For Palin, Act I closes, exit stage right

She resigned as Alaska's governor Sunday with her typical populist flare, blasting the president's policies and the press. But details of her future remain a mystery.

Nathaniel Wilder/REUTERS
Alaska Governor Sarah Palin, with husband Todd, waves to crowd upon arriving at the inauguration of Sean Parnell with wife Sandy at the annual Governor's Picnic in Fairbanks, Alaska, Sunday.

In her last speech as Alaska’s governor, Sarah Palin sought to leave America with no doubts that though she has retired from public office, the feisty hockey mom – aka "pit bull" in lipstick – who accepted the Republican vice presidential nomination last November remains.

Ms. Palin formally turned over the Alaska governorship to Lt. Gov. Sean Parnell, leaving her post 1-1/2 years early, at the annual governor’s picnic in Fairbanks Sunday. But some of her more pointed comments seemed aimed not toward the constituency she was leaving behind, but at the nation at large.

She took a shot at advocates of government programs, including President Obama and his economic stimulus: “We can resist enslavement to big central government,” she proclaimed.

She scoffed at those who questioned her decision to leave office early without having another position lined up. “It should be so obvious to you,” she said to applause. “With this decision now I will be able to fight even harder for you for what is right, and for truth. And I have never felt that you need a title to do that.”

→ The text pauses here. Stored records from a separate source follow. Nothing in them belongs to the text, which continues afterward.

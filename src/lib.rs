pub mod config;
pub mod date_util;
pub mod error;
pub mod fixtures;
pub mod metrics;
pub mod model;
pub mod query;
pub mod search;
pub mod storage;

use std::collections::HashSet;

use chrono::NaiveDate;

pub use config::Config;
pub use error::{Error, Result};
pub use metrics::{AttendanceStats, HomeworkStats, MarksStats, ScheduleStats, StatsOptions};
pub use query::filter::{Filterable, RecordFilter};
pub use query::period::Period;
pub use query::window::TimeWindow;
pub use search::{SearchHit, SearchHitType, SearchOptions, SearchResults};
pub use storage::{Record, Repository};

use model::{
    AttendanceDetail, AttendanceEvent, AttendanceRecord, ClassSchedule, GroupMark, Mark,
    TeacherSchedule,
};

/// Main entry point: the record repository plus the settings every stats
/// screen is computed with.
pub struct ClassroomStats {
    repo: Repository,
    config: Config,
}

impl ClassroomStats {
    pub fn new(repo: Repository, config: Config) -> Self {
        Self { repo, config }
    }

    pub fn repo(&self) -> &Repository {
        &self.repo
    }

    /// Mutable access for create/update/delete.
    pub fn repo_mut(&mut self) -> &mut Repository {
        &mut self.repo
    }

    pub fn config(&self) -> &Config {
        &self.config
    }

    /// The date every window and status derivation is evaluated against.
    pub fn today(&self) -> NaiveDate {
        self.config.today()
    }

    /// Records of one type matching `filter`, in repository order.
    pub fn query<T: Record + Filterable>(&self, filter: &RecordFilter) -> Vec<&T> {
        filter.apply(self.repo.all::<T>(), self.today())
    }

    // ── Stats ──────────────────────────────────────────────────────

    /// Attendance sidebar over the records and events matching `filter`.
    pub fn attendance_stats(&self, filter: &RecordFilter) -> AttendanceStats {
        let today = self.today();
        let records = filter.apply_cloned(self.repo.attendance(), today);
        let events = filter.apply_cloned(self.repo.attendance_events(), today);
        metrics::compute_attendance_stats(&records, &events, today, &self.config.stats_options())
    }

    /// Homework sidebar. Submissions follow the homework that `filter` keeps.
    pub fn homework_stats(&self, filter: &RecordFilter) -> HomeworkStats {
        let today = self.today();
        let homework = filter.apply_cloned(self.repo.homework(), today);
        let ids: HashSet<&str> = homework.iter().map(|h| h.id.as_str()).collect();
        let submissions: Vec<_> = self
            .repo
            .submissions()
            .iter()
            .filter(|s| ids.contains(s.homework_id.as_str()))
            .cloned()
            .collect();
        metrics::compute_homework_stats(
            &homework,
            &submissions,
            today,
            &self.config.stats_options(),
        )
    }

    /// Marks sidebar. Results follow the assessments that `filter` keeps.
    pub fn marks_stats(&self, filter: &RecordFilter) -> MarksStats {
        let today = self.today();
        let marks = filter.apply_cloned(self.repo.marks(), today);
        let ids: HashSet<&str> = marks.iter().map(|m| m.id.as_str()).collect();
        let results: Vec<_> = self
            .repo
            .student_marks()
            .iter()
            .filter(|r| ids.contains(r.mark_id.as_str()))
            .cloned()
            .collect();
        metrics::compute_marks_stats(&marks, &results, today, &self.config.stats_options())
    }

    pub fn schedule_stats(&self, filter: &RecordFilter) -> ScheduleStats {
        let today = self.today();
        let entries = filter.apply_cloned(self.repo.schedule(), today);
        metrics::compute_schedule_stats(&entries, today, &self.config.stats_options())
    }

    // ── Roll-ups and details ───────────────────────────────────────

    /// Per-group aggregates for one assessment.
    pub fn group_marks(&self, mark_id: &str) -> Result<Vec<GroupMark>> {
        let mark: &Mark = self
            .repo
            .get(mark_id)
            .ok_or_else(|| Error::NotFound(mark_id.to_string()))?;
        Ok(metrics::group_marks(
            mark,
            self.repo.student_marks(),
            self.config.pass_percentage,
        ))
    }

    pub fn class_schedules(&self) -> Vec<ClassSchedule> {
        metrics::class_schedules(self.repo.schedule(), self.today())
    }

    pub fn teacher_schedules(&self) -> Vec<TeacherSchedule> {
        metrics::teacher_schedules(self.repo.schedule(), self.today())
    }

    /// Resolve an attendance record id, event id or student id to the
    /// subject of the attendance detail dialog.
    pub fn attendance_detail(&self, id: &str) -> Option<AttendanceDetail> {
        if let Some(record) = self.repo.get::<AttendanceRecord>(id) {
            return Some(AttendanceDetail::Record(record.clone()));
        }
        if let Some(event) = self.repo.get::<AttendanceEvent>(id) {
            return Some(AttendanceDetail::Event(event.clone()));
        }
        metrics::student_summaries(self.repo.attendance())
            .into_iter()
            .find(|s| s.student_id == id)
            .map(AttendanceDetail::StudentSummary)
    }

    pub fn search(&self, query: &str, options: &SearchOptions) -> SearchResults {
        search::search(&self.repo, query, options)
    }
}
/// An event whose counts are `[present, absent, late, excused]`.
pub fn attendance_event(
    title: &str,
    class_id: &str,
    date: NaiveDate,
    counts: [u32; 4],
) -> AttendanceEvent {
    let mut event = AttendanceEvent {
        id: String::new(),
        title: title.to_string(),
        class_id: class_id.to_string(),
        class_name: name_of(CLASSES, class_id),
        subject: None,
        teacher_name: None,
        date,
        total_students: counts.iter().sum(),
        present_count: 0,
        absent_count: 0,
        late_count: 0,
        excused_count: 0,
        attendance_rate: 0.0,
        status: EventStatus::default(),
    };
    event.set_counts(counts[0], counts[1], counts[2], counts[3]);
    event
}

pub fn homework(
    title: &str,
    class_id: &str,
    subject: &str,
    assigned: NaiveDate,
    due: NaiveDate,
) -> Homework {
    Homework {
        id: String::new(),
        title: title.to_string(),
        description: None,
        subject: subject.to_string(),
        class_id: class_id.to_string(),
        class_name: name_of(CLASSES, class_id),
        teacher_id: "t1".to_string(),
        teacher_name: name_of(TEACHERS, "t1"),
        assigned_date: assigned,
        due_date: due,
        kind: HomeworkKind::Assignment,
        priority: Priority::Medium,
        difficulty: Difficulty::Medium,
        total_marks: 20.0,
        status: HomeworkStatus::Assigned,
    }
}

pub fn submission(
    homework_id: &str,
    student_id: &str,
    status: SubmissionStatus,
    submitted_at: Option<NaiveDateTime>,
) -> HomeworkSubmission {
    HomeworkSubmission {
        id: String::new(),
        homework_id: homework_id.to_string(),
        student_id: student_id.to_string(),
        student_name: student_name(student_id),
        status,
        submitted_at,
        grade: None,
        feedback: None,
        is_late: false,
        days_late: 0,
    }
}

pub fn mark(title: &str, class_id: &str, subject: &str, date: NaiveDate, total_marks: f64) -> Mark {
    Mark {
        id: String::new(),
        title: title.to_string(),
        subject: subject.to_string(),
        class_id: class_id.to_string(),
        class_name: name_of(CLASSES, class_id),
        teacher_id: "t1".to_string(),
        teacher_name: name_of(TEACHERS, "t1"),
        date,
        assessment_type: AssessmentType::Exam,
        total_marks,
        pass_marks: None,
    }
}

pub fn student_mark(
    mark_id: &str,
    student_id: &str,
    group_id: &str,
    obtained: f64,
    total: f64,
) -> StudentMark {
    StudentMark {
        id: String::new(),
        mark_id: mark_id.to_string(),
        student_id: student_id.to_string(),
        student_name: student_name(student_id),
        group_id: group_id.to_string(),
        obtained_marks: obtained,
        total_marks: total,
        grade: None,
        is_exempted: false,
        remarks: None,
    }
}

/// A one-off lecture. `start` and `end` are `(hour, minute)`.
pub fn schedule_entry(
    title: &str,
    class_id: &str,
    teacher_id: &str,
    date: NaiveDate,
    start: (u32, u32),
    end: (u32, u32),
) -> ScheduleEntry {
    ScheduleEntry {
        id: String::new(),
        title: title.to_string(),
        subject: title.to_string(),
        class_id: class_id.to_string(),
        class_name: name_of(CLASSES, class_id),
        teacher_id: teacher_id.to_string(),
        teacher_name: name_of(TEACHERS, teacher_id),
        room: None,
        date,
        start_time: clock(start.0, start.1),
        end_time: clock(end.0, end.1),
        day_of_week: weekday_of(date).to_string(),
        kind: SessionType::Lecture,
        status: ScheduleStatus::Scheduled,
        recurrence: None,
    }
}

// ── Sample repository ──────────────────────────────────────────────

/// A small school populated around `today`: two weeks of attendance,
/// homework in every lifecycle state, three assessments and a weekly
/// timetable.
pub fn sample_repository(today: NaiveDate) -> Result<Repository> {
    let mut repo = Repository::in_memory();
    seed_attendance(&mut repo, today)?;
    seed_homework(&mut repo, today)?;
    seed_marks(&mut repo, today)?;
    seed_schedule(&mut repo, today)?;
    log::info!(
        "Built sample repository with {} records",
        repo.record_count()
    );
    Ok(repo)
}

fn seed_attendance(repo: &mut Repository, today: NaiveDate) -> Result<()> {
    for offset in 0..14i64 {
        let date = today - Duration::days(offset);
        if matches!(weekday_of(date), "saturday" | "sunday") {
            continue;
        }
        for (i, (student_id, _, class_id)) in STUDENTS.iter().enumerate() {
            let seed = i as i64 * 7 + offset;
            let status = match seed % 11 {
                _ if i == 5 && offset % 3 == 0 => AttendanceStatus::Absent,
                0 => AttendanceStatus::Absent,
                4 => AttendanceStatus::Late,
                9 => AttendanceStatus::Excused,
                _ => AttendanceStatus::Present,
            };
            let mut record = attendance_record(student_id, class_id, date, status);
            if status == AttendanceStatus::Excused {
                record.notes = Some("Medical appointment".to_string());
            }
            repo.create(record)?;
        }
    }

    let mut algebra = attendance_event("Algebra", "c1", today, [2, 0, 1, 0]);
    algebra.subject = Some("Mathematics".to_string());
    algebra.teacher_name = Some(name_of(TEACHERS, "t1"));
    algebra.status = EventStatus::Ongoing;
    repo.create(algebra)?;

    let mut lab = attendance_event("Physics lab", "c2", today - Duration::days(1), [1, 1, 0, 0]);
    lab.subject = Some("Science".to_string());
    lab.teacher_name = Some(name_of(TEACHERS, "t2"));
    lab.status = EventStatus::Completed;
    repo.create(lab)?;

    let mut trip = attendance_event(
        "Museum visit",
        "c3",
        today + Duration::days(2),
        [0, 0, 0, 1],
    );
    trip.status = EventStatus::Cancelled;
    repo.create(trip)?;
    Ok(())
}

And she had some “straight talk” for some in the press: “Democracy depends on you.... So how about, in honor of the American soldier, you quit making things up?” she said, to more thunderous applause. "Our new governor has a very nice family, too, so leave his kids alone."

For Palin, Monday is the first day of a new career that remains a mystery to anyone outside her innermost circle of friends and advisers. For Alaska, it is a day simply to get back to business – including, perhaps, overturning some of Palin’s final decisions as governor.

Sunday, however, seemed more celebration – and anticipation – than retrospection. It was the third of three governor’s picnics – first in Palin’s hometown of Wasilla, then Anchorage, and last Fairbanks.

The picnics are a summer tradition that all Alaska governors have honored, but Palin’s celebrity and her impending departure drew thousands of backers, star-struck tourists, die-hard Alaska supporters, and the national news media.

Fans included Tammy Thompson, who braved a downpour at the Anchorage picnic to carry around a sign that proclaimed: “SARAH, YOU’RE AS GREAT AS ALASKA!”

Ms. Thompson said she was sympathetic to Palin’s decision to quit. “She’s got to do what she’s got to do,” Thompson said. She hopes that includes a run for president in 2012. “The time is right, because we need a good woman who knows what womanhood is all about. God bless her,” she said.

Alaska politics is expected to be much quieter with Mr. Parnell at the helm. The new governor, an attorney and former state legislator, is considered more workman-like and much less charismatic than his predecessor. An opponent once derided him as “Captain Zero.”

“He’s boring, I guess, as compared to Sarah Palin. But then I guess many people would be,” says Jerry McBeath, a political scientist at the University of Alaska Fairbanks.

Even with Palin gone, however, the legislature is not quite done with her.

Lawmakers are set to hold a special session Aug. 10 to handle unfinished business left by the departed governor. The headliner: an expected override of Palin’s veto of $28 million in federal stimulus funds for energy-conservation projects that would be directed toward poverty-stricken rural areas.

Says state Rep. Mike Hawker, an Anchorage Republican who has expressed exasperation at what he considers Palin’s emphasis on national ambitions at the expense of state interests: “For all of us, quite frankly, it’s just going to be another day at the office.”